Montreal

What is a Québécois? Quebecers ask

A day after the Québécois were formally recognized in the House of Commons as a nation within Canada, Quebecers asked themselves the next logical question: just what does that mean?

A day after the Québécois were formally recognized in the House of Commons as a nation within Canada,Quebecers asked themselves the next logical question: just what does that mean?

The Conservative party's motion raises several questions about the possible political ramifications of a Québécois nation, of course, but on Tuesday many in Quebec searched for an answer to a more simple question: who are the Québécois?

After the motion was adopted by Parliament, Prime Minister Stephen Harper dodged the volatile question by returning the ball to la belle province's court. "The Québécois know who the Québécois are," he told the House of Commons in French.

But whether they actually do know depends on who you ask— and where they live. On Ste-Catherine Street in downtown Montreal, there was some confusion.

"Out here we're Quebecers. But if you go a bit further east [in the city], we're Québécois. But what it means to me?
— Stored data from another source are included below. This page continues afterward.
//! Tracing subscriber setup for the bot binary.
//!
//! Logs go to stderr, filtered by `RUST_LOG` (default `info`), either as
//! human-readable lines or as JSON objects for log shippers.

use tracing_subscriber::EnvFilter;
use tracing_subscriber::layer::SubscriberExt;
use tracing_subscriber::util::SubscriberInitExt;

use crate::error::BeardError;

const DEFAULT_FILTER: &str = "info";

/// Builds the filter from `RUST_LOG`, falling back to `info`.
fn env_filter() -> EnvFilter {
    EnvFilter::try_from_default_env().unwrap_or_else(|_| EnvFilter::new(DEFAULT_FILTER))
}

/// Installs the global tracing subscriber.
///
/// # Errors
///
/// Returns [`BeardError::Logging`] when a global subscriber is already set.
pub fn init_tracing(json: bool) -> Result<(), BeardError> {
    let registry = tracing_subscriber::registry().with(env_filter());

    let result = if json {
        registry
            .with(
                tracing_subscriber::fmt::layer()
                    .json()
                    .with_writer(std::io::stderr),
            )
            .try_init()
    } else {
        registry
            .with(tracing_subscriber::fmt::layer().with_writer(std::io::stderr))
            .try_init()
    };

    result.map_err(|error| BeardError::Logging {
        message: error.to_string(),
    })
}
//! github-beard entrypoint: a Telegram bot exposing GitHub commands.

use std::io::{self, Write};
use std::process::ExitCode;

use github_beard::{BeardConfig, BeardError};
use ortho_config::OrthoConfig;

mod cli;

#[tokio::main]
async fn main() -> ExitCode {
    match run().await {
        Ok(()) => ExitCode::SUCCESS,
        Err(error) => {
            if writeln!(io::stderr().lock(), "{error}").is_err() {
                return ExitCode::FAILURE;
            }
            ExitCode::FAILURE
        }
    }
}

async fn run() -> Result<(), BeardError> {
    let config = load_config()?;
    config.validate()?;
    github_beard::logging::init_tracing(config.json_logs)?;

    if config.migrate_db {
        return cli::migrations::run(&config);
    }

    cli::serve::run(&config).await
}

/// Loads configuration from CLI, environment, and files.
///
/// # Errors
///
/// Returns [`BeardError::Configuration`] when ortho-config fails to parse
/// arguments or load configuration files.
fn load_config() -> Result<BeardConfig, BeardError> {
    BeardConfig::load().map_err(|error| BeardError::Configuration {
        message: error.to_string(),
    })
}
I don't know exactly," said Phil Letour, a Montreal resident.

Others took the motion on the Québécois as an affront to the province's English-speaking population.

English-speaking Quebecers confused

"The Québécois signifies the French Quebecer, which kind of leaves us English Quebecers as … I don't know what we are. And what about all the Franco-Canadians in the rest of Canada? What are they? Are they only Canadian?" mused Heather Laing, another Montreal resident.
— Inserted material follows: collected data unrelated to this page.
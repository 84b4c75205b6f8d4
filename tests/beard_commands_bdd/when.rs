//! When steps for the chat command behavioural tests.

use std::sync::Arc;

use github_beard::beard::{BeardSettings, CommandDispatcher, GithubBeard};
use github_beard::chat::test_support::{RecordingChatSender, ScriptedListener};
use github_beard::chat::{ChatId, ChatSender, IncomingMessage};
use github_beard::github::{GithubGateway, OctocrabGithubGateway};
use github_beard::persistence::{DefaultRepoStore, SqliteDefaultRepoStore};
use github_beard::telemetry::TelemetrySink;
use github_beard::telemetry::test_support::RecordingSink;
use rstest_bdd_macros::when;

use crate::beard_commands_bdd_state::{BeardState, SCENARIO_CHAT};
use crate::support::runtime::ensure_runtime_and_server;

fn sender(beard_state: &BeardState) -> Arc<RecordingChatSender> {
    if let Some(existing) = beard_state.sender.get() {
        return existing;
    }
    let created = Arc::new(RecordingChatSender::default());
    beard_state.sender.set(Arc::clone(&created));
    created
}

fn telemetry(beard_state: &BeardState) -> Arc<RecordingSink> {
    if let Some(existing) = beard_state.telemetry.get() {
        return existing;
    }
    let created = Arc::new(RecordingSink::default());
    beard_state.telemetry.set(Arc::clone(&created));
    created
}

#[when("the chat sends {text}")]
#[expect(
    clippy::expect_used,
    reason = "integration test step; allow-expect-in-tests does not cover integration tests"
)]
fn chat_sends(beard_state: &BeardState, text: String) {
    let message_text = text.trim_matches('"').to_owned();
    let runtime = ensure_runtime_and_server(&beard_state.runtime, &beard_state.server)
        .unwrap_or_else(|error| panic!("failed to initialise runtime and server: {error}"));
    let api_base = beard_state
        .server
        .with_ref(wiremock::MockServer::uri)
        .expect("mock server not initialised");
    let database_url = beard_state
        .database_url
        .get()
        .expect("database URL not initialised");

    let chat: Arc<dyn ChatSender> = sender(beard_state);
    let telemetry_sink: Arc<dyn TelemetrySink> = telemetry(beard_state);

    runtime.block_on(async move {
        let github: Arc<dyn GithubGateway> = Arc::new(
            OctocrabGithubGateway::for_token(None, &api_base).expect("gateway should build"),
        );
        let store: Arc<dyn DefaultRepoStore> =
            Arc::new(SqliteDefaultRepoStore::new(database_url).expect("store should open"));
        let beard = GithubBeard::new(github, store, Arc::clone(&chat), BeardSettings::default());
        let dispatcher = CommandDispatcher::new(beard, chat, telemetry_sink);

        let mut listener = ScriptedListener::replies(Vec::new());
        let message = IncomingMessage::text(ChatId::new(SCENARIO_CHAT), message_text);
        dispatcher.dispatch(&message, &mut listener).await;
    });
}
//! In-memory chat doubles for handler and runtime tests.

use std::collections::VecDeque;
use std::sync::Mutex;

use async_trait::async_trait;

use super::{
    ChatAction, ChatError, ChatId, ChatListener, ChatSender, IncomingMessage, MessageId,
    OutgoingMessage,
};

/// One outbound call observed by [`RecordingChatSender`].
#[derive(Debug, Clone, PartialEq, Eq)]
pub enum SentItem {
    /// `send_message`, with the identifier handed back to the caller.
    Message {
        /// Target chat.
        chat_id: ChatId,
        /// Assigned identifier.
        message_id: MessageId,
        /// Message content.
        message: OutgoingMessage,
    },
    /// `edit_message`.
    Edit {
        /// Target chat.
        chat_id: ChatId,
        /// Edited message.
        message_id: MessageId,
        /// Replacement content.
        message: OutgoingMessage,
    },
    /// `send_chat_action`.
    Action {
        /// Target chat.
        chat_id: ChatId,
        /// Indicator shown.
        action: ChatAction,
    },
    /// `answer_callback`.
    Answer {
        /// Acknowledged query.
        callback_id: String,
    },
}

#[derive(Debug, Default)]
struct Recorded {
    items: Vec<SentItem>,
    next_message_id: i64,
}

/// [`ChatSender`] that records every call and numbers messages from 1.
#[derive(Debug, Default)]
pub struct RecordingChatSender {
    recorded: Mutex<Recorded>,
}

impl RecordingChatSender {
    /// Every recorded call, oldest first.
    #[must_use]
    pub fn items(&self) -> Vec<SentItem> {
        self.recorded
            .lock()
            .map(|recorded| recorded.items.clone())
            .unwrap_or_default()
    }

    /// Texts of sent messages (edits excluded), oldest first.
    #[must_use]
    pub fn sent_texts(&self) -> Vec<String> {
        self.items()
            .into_iter()
            .filter_map(|item| match item {
                SentItem::Message { message, .. } => Some(message.text),
                _ => None,
            })
            .collect()
    }

    /// Sent messages (edits excluded), oldest first.
    #[must_use]
    pub fn sent_messages(&self) -> Vec<OutgoingMessage> {
        self.items()
            .into_iter()
            .filter_map(|item| match item {
                SentItem::Message { message, .. } => Some(message),
                _ => None,
            })
            .collect()
    }

    /// Edits, oldest first.
    #[must_use]
    pub fn edits(&self) -> Vec<(MessageId, OutgoingMessage)> {
        self.items()
            .into_iter()
            .filter_map(|item| match item {
                SentItem::Edit {
                    message_id,
                    message,
                    ..
                } => Some((message_id, message)),
                _ => None,
            })
            .collect()
    }

    fn push(&self, item: SentItem) {
        if let Ok(mut recorded) = self.recorded.lock() {
            recorded.items.push(item);
        }
    }
}

#[async_trait]
impl ChatSender for RecordingChatSender {
    async fn send_message(
        &self,
        chat_id: ChatId,
        message: OutgoingMessage,
    ) -> Result<MessageId, ChatError> {
        let mut recorded = self.recorded.lock().map_err(|error| ChatError::Transport {
            message: error.to_string(),
        })?;
        recorded.next_message_id += 1;
        let message_id = MessageId::new(recorded.next_message_id);
        recorded.items.push(SentItem::Message {
            chat_id,
            message_id,
            message,
        });
        Ok(message_id)
    }

    async fn edit_message(
        &self,
        chat_id: ChatId,
        message_id: MessageId,
        message: OutgoingMessage,
    ) -> Result<(), ChatError> {
        self.push(SentItem::Edit {
            chat_id,
            message_id,
            message,
        });
        Ok(())
    }

    async fn send_chat_action(
        &self,
        chat_id: ChatId,
        action: ChatAction,
    ) -> Result<(), ChatError> {
        self.push(SentItem::Action { chat_id, action });
        Ok(())
    }

    async fn answer_callback(&self, callback_id: &str) -> Result<(), ChatError> {
        self.push(SentItem::Answer {
            callback_id: callback_id.to_owned(),
        });
        Ok(())
    }
}

/// [`ChatListener`] that replays queued replies.
///
/// Once the queue is empty it either reports a closed chat or, when built
/// with [`ScriptedListener::silent`], waits forever.
#[derive(Debug)]
pub struct ScriptedListener {
    replies: VecDeque<IncomingMessage>,
    hang_when_empty: bool,
}

impl ScriptedListener {
    /// Replays `replies`, then reports the chat as closed.
    #[must_use]
    pub fn replies(replies: impl IntoIterator<Item = IncomingMessage>) -> Self {
        Self {
            replies: replies.into_iter().collect(),
            hang_when_empty: false,
        }
    }

    /// Never yields a message.
    #[must_use]
    pub fn silent() -> Self {
        Self {
            replies: VecDeque::new(),
            hang_when_empty: true,
        }
    }

    /// Replies not yet consumed.
    #[must_use]
    pub fn remaining(&self) -> usize {
        self.replies.len()
    }
}

#[async_trait]
impl ChatListener for ScriptedListener {
    async fn wait(&mut self) -> Option<IncomingMessage> {
        match self.replies.pop_front() {
            Some(reply) => Some(reply),
            None if self.hang_when_empty => std::future::pending().await,
            None => None,
        }
    }
}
Traditionally, the Québécois referred to people who could claim deep heritage and history in the province— the pure laine or de souche, those "true" Quebecers, whose ancestors thread back to the first French-speaking colonists who toiledthe fields, when the province was still known as New France.

Most Québécois would agree that exclusive definition is evolving and expanding, and after Monday's motion, Quebec politicians took the opportunity to drive home that fact.

"When you look at the history here, in Quebec, and in Canada, you will see that it's not only the fact that we are differentiated by our language or our culture … it's more than that," said Lucienne Robillard, the Liberal MP representing Montreal's Westmount riding.

"It's the institutions we've built with the anglophone community. It's also the fact that we've received immigrants from all over the world. We've developed common interests here in Quebec."

Liberal leadership contender Michael Ignatieff, who was in Montreal Tuesday for the impending leadership convention, said the concept needs more discussion— not just in Quebec, but across the country.

"This is a conversation that involves all Canadians. This is a conversation for all of us. To take slowly, patiently, in a way that reinforces what we hold in common. That strengthens the ties that bind."